PROBLEM REQUIREMENTS
Determine how many lines in the listing below contain "struct", then give only that number.

--- --- ---

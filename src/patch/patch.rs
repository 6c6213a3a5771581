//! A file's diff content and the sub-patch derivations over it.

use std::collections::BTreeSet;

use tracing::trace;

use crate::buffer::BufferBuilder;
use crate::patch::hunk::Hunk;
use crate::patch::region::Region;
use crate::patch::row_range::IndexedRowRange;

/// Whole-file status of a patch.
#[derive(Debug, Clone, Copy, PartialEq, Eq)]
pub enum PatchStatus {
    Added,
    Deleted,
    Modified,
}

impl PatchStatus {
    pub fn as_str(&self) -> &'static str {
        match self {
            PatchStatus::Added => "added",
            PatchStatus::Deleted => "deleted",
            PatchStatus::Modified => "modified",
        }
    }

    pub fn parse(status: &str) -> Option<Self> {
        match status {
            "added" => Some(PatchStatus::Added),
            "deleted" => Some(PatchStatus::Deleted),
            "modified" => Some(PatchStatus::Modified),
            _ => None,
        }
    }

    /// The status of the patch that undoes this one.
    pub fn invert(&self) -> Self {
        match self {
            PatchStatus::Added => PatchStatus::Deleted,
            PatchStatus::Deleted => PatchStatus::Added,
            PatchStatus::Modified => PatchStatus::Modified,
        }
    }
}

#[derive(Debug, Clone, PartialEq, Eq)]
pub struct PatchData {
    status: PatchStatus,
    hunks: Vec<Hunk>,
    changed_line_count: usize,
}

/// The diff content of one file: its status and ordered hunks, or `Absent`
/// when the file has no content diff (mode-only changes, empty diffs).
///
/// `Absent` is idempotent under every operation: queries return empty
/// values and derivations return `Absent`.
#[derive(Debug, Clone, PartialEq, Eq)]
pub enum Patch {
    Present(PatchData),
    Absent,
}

--- --- ---

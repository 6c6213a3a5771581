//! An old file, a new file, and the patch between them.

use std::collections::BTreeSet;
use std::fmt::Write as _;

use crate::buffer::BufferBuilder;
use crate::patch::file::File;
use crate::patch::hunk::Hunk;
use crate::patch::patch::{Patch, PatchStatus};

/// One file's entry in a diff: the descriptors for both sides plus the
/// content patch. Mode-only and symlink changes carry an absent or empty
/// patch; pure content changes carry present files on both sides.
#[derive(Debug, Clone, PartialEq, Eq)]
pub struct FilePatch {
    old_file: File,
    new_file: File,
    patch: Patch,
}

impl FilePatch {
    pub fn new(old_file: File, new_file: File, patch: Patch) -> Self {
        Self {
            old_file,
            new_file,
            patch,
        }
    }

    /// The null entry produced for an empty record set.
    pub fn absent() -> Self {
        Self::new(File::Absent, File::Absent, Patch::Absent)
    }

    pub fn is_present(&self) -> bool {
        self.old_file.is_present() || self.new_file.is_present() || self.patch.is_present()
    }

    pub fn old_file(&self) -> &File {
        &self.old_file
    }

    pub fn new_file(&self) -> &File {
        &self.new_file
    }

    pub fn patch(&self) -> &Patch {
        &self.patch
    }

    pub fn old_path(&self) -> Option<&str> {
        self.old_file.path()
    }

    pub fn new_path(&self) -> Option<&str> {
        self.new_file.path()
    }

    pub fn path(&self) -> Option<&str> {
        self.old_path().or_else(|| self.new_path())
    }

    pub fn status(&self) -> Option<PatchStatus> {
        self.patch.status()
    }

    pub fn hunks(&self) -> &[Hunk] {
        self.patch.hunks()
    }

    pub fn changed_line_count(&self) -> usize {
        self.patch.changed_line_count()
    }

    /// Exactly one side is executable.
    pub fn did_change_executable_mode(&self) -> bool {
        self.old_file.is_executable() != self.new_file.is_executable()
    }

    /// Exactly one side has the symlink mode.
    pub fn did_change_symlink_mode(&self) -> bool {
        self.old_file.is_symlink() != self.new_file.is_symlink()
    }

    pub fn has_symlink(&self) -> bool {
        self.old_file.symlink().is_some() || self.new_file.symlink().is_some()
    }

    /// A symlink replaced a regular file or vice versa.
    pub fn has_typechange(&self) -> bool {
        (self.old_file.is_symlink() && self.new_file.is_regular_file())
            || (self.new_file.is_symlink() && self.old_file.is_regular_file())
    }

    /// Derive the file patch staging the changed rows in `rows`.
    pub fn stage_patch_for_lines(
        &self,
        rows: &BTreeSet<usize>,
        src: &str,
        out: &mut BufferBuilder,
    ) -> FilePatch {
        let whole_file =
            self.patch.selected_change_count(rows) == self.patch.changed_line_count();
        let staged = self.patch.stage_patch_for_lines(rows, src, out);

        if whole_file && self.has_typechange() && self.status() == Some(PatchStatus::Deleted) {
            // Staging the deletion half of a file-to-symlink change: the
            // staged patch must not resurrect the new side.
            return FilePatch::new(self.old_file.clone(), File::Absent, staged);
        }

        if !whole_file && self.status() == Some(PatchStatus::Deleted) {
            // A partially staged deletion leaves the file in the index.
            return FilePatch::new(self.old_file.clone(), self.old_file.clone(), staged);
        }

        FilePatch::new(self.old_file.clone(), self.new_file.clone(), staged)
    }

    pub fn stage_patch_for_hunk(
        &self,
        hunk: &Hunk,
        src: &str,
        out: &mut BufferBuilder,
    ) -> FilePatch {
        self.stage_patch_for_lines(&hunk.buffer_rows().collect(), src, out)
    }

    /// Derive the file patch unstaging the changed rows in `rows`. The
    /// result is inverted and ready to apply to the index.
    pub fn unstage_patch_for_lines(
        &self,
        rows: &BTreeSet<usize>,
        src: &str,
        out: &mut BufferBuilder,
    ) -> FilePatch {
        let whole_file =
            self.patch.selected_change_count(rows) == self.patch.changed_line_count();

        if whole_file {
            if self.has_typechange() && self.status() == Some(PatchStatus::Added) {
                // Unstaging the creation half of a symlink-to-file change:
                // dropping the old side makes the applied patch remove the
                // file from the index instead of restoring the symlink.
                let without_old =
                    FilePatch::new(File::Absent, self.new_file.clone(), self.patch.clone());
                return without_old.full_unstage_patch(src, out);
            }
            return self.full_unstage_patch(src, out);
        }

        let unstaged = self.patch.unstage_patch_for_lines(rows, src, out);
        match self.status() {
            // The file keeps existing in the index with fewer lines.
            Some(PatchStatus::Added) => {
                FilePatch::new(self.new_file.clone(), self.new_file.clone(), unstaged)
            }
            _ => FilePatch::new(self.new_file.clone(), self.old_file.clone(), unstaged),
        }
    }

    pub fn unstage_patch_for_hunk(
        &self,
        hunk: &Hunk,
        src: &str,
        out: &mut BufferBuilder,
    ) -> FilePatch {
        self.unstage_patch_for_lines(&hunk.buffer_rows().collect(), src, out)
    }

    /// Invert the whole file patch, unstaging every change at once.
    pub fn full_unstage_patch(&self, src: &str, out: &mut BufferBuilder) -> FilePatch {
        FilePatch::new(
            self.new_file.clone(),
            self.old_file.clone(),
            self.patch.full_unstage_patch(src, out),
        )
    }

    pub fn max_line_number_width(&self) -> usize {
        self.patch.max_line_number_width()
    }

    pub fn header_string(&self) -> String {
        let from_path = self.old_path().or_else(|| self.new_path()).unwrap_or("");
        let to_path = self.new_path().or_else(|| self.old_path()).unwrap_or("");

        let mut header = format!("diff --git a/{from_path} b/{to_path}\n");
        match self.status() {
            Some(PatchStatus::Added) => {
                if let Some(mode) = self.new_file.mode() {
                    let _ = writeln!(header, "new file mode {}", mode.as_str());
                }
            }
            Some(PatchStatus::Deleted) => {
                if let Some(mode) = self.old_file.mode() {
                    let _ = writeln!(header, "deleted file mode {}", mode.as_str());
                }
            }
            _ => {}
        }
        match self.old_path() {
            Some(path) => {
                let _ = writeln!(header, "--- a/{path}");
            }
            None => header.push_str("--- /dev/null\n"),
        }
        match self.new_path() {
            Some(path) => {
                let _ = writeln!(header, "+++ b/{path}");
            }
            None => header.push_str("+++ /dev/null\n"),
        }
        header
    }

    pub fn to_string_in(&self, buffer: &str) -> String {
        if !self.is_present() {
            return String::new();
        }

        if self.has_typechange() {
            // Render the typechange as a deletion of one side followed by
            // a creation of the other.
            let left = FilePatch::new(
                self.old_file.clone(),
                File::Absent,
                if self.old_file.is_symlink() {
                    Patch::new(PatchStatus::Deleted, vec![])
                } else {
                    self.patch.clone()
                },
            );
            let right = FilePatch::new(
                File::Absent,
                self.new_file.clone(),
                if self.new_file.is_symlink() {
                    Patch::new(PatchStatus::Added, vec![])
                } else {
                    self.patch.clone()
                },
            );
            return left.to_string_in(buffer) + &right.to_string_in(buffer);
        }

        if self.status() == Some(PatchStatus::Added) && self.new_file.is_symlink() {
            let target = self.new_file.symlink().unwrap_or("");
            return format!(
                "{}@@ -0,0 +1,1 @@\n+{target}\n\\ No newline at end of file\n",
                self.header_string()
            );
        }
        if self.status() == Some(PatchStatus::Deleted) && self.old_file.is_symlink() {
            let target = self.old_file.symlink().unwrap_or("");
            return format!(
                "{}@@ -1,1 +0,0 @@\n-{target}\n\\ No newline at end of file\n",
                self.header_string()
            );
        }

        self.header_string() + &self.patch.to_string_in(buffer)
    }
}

--- --- ---

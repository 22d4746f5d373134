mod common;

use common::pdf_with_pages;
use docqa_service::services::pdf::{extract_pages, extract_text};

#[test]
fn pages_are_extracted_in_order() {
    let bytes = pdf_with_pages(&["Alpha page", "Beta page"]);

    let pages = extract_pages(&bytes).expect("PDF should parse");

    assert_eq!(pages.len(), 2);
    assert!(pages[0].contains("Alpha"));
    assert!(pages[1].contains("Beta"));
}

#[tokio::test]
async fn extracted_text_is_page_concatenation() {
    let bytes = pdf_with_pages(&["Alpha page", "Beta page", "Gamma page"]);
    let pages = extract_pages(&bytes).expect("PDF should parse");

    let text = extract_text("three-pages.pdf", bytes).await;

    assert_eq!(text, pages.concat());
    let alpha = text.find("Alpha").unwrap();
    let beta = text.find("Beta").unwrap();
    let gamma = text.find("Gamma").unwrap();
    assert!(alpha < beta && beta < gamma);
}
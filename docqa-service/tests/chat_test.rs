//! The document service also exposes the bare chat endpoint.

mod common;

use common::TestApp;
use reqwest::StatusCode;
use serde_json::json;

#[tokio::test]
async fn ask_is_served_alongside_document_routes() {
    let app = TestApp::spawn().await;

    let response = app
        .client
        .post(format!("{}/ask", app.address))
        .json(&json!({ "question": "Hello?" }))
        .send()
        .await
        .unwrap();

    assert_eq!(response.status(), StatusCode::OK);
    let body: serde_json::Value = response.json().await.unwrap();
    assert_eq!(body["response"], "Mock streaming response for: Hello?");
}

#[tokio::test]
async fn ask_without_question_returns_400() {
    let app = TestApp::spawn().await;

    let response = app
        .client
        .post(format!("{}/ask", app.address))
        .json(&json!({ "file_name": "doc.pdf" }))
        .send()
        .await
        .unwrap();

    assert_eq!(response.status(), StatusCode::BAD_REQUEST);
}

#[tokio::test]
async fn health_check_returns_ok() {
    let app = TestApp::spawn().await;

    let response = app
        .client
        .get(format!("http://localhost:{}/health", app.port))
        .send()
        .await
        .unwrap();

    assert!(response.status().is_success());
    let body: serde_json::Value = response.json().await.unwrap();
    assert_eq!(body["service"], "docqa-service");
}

--- --- ---

OUTPUT BELOW
2